Task: Below are records; please give the number of their lines that contain the string "false", and only that number.

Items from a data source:
▼

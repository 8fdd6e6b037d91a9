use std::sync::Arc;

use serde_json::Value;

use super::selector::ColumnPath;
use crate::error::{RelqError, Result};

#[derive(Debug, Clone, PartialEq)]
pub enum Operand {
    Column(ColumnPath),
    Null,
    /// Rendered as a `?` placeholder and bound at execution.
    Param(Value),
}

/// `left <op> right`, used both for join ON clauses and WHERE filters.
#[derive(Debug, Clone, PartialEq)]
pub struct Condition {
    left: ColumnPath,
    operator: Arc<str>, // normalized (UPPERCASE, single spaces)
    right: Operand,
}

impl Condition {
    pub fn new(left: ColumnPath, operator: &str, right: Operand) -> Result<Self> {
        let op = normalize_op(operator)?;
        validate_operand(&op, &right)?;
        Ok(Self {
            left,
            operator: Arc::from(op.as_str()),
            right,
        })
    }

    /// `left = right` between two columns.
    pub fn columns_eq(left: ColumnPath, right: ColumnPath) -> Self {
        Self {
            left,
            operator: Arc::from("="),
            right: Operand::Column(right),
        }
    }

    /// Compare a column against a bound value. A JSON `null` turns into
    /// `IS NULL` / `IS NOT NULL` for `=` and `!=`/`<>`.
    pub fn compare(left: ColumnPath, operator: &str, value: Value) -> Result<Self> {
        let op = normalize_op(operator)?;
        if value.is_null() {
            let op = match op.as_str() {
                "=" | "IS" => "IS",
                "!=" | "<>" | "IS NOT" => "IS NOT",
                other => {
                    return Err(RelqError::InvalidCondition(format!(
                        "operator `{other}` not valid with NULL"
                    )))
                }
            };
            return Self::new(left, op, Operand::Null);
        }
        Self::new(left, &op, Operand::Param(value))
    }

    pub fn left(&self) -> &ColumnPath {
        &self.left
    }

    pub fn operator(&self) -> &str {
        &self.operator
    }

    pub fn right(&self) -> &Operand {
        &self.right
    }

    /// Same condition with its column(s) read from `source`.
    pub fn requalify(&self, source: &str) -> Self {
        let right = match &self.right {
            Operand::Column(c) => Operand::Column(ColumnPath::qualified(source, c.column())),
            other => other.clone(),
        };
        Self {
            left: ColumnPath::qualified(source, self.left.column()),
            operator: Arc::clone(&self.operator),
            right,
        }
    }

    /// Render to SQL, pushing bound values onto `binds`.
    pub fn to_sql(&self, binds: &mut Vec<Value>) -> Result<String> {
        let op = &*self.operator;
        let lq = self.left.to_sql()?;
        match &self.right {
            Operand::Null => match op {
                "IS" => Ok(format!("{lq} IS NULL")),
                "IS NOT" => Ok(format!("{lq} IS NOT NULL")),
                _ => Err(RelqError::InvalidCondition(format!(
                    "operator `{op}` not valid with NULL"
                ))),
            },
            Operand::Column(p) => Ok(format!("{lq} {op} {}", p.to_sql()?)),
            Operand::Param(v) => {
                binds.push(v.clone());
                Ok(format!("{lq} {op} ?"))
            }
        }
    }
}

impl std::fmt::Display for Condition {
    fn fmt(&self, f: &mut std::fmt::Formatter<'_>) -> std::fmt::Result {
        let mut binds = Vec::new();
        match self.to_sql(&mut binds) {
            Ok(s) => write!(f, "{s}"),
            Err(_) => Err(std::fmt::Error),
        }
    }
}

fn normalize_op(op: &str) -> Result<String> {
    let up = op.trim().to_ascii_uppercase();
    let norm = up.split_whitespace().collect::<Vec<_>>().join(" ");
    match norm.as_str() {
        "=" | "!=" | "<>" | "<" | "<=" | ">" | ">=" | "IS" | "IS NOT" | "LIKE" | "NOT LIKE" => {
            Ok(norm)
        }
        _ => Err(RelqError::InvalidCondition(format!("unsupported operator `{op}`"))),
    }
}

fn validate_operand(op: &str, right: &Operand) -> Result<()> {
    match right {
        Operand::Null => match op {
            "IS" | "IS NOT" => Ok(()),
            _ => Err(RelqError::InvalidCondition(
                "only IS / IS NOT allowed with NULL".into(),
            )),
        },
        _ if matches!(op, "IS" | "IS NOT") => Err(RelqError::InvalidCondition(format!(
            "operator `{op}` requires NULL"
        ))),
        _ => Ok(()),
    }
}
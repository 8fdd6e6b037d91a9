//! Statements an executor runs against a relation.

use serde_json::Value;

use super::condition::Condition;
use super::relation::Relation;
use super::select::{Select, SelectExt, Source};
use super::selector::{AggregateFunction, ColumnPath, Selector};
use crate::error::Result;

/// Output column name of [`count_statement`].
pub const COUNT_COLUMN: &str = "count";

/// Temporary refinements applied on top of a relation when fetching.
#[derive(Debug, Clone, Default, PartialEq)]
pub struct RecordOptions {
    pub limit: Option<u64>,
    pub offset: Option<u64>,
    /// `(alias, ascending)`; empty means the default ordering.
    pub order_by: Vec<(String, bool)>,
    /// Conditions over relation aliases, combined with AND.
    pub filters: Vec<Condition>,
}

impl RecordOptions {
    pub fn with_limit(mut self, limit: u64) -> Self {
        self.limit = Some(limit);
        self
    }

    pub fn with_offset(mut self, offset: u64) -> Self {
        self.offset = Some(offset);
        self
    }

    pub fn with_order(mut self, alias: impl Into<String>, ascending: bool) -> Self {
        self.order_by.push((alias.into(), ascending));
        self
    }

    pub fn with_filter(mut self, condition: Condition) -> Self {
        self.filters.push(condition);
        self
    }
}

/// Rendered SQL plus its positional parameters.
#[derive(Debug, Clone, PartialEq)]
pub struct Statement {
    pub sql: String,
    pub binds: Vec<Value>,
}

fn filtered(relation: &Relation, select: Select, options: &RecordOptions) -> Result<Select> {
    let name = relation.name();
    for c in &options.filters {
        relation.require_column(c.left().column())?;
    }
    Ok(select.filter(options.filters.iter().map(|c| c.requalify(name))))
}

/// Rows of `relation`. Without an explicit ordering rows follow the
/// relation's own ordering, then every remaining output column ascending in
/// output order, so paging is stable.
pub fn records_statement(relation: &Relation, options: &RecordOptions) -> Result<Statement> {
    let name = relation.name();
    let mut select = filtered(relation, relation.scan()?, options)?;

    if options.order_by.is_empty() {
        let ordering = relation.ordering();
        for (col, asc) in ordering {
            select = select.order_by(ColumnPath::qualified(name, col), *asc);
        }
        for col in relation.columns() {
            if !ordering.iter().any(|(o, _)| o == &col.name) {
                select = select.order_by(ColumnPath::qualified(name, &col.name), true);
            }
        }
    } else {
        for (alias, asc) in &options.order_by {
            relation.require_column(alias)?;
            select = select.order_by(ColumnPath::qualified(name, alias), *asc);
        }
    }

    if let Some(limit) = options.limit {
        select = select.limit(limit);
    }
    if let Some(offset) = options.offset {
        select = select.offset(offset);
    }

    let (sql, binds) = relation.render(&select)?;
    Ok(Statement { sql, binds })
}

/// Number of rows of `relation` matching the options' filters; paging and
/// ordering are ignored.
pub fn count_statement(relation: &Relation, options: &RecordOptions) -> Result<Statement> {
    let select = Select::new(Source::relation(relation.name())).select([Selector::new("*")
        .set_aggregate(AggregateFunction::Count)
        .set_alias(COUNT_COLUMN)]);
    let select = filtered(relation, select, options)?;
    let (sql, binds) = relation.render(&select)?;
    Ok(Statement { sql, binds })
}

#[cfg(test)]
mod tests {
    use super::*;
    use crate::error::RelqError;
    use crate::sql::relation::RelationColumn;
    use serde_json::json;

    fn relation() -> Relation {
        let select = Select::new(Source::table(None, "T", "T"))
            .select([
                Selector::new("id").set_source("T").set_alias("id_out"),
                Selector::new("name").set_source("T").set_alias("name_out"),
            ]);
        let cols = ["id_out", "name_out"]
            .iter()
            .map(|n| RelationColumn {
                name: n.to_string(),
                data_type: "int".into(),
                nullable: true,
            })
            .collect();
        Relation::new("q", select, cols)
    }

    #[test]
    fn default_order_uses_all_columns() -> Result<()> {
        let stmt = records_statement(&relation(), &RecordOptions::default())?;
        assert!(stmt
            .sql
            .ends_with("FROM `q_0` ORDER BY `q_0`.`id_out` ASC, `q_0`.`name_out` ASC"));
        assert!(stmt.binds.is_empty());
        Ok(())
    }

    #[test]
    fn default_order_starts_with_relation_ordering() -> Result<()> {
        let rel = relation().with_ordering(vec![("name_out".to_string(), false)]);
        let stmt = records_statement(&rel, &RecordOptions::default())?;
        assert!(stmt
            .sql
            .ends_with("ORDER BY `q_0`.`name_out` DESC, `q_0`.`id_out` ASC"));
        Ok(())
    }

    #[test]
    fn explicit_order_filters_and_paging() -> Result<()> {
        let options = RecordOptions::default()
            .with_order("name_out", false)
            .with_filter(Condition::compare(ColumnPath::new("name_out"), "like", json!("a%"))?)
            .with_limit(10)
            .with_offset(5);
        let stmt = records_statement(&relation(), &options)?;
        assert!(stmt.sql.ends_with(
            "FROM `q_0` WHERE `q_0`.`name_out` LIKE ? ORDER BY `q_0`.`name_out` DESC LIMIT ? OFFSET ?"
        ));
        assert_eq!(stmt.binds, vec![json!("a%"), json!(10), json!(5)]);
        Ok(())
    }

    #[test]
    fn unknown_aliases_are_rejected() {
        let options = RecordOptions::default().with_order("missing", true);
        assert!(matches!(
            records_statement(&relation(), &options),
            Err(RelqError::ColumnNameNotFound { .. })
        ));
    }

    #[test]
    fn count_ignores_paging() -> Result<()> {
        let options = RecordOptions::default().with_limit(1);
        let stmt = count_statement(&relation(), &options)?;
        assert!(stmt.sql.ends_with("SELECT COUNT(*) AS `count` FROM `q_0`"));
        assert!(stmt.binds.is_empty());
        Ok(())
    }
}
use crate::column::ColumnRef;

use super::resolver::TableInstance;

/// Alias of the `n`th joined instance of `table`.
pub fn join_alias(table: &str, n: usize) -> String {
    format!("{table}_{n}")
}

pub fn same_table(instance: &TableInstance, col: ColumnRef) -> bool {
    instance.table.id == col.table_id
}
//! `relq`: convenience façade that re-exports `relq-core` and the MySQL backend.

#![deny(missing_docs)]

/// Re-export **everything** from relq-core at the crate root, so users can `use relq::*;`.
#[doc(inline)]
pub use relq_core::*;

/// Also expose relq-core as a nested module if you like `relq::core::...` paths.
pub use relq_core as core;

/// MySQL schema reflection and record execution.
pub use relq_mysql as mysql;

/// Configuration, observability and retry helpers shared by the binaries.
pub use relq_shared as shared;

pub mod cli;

▲

Output below: 2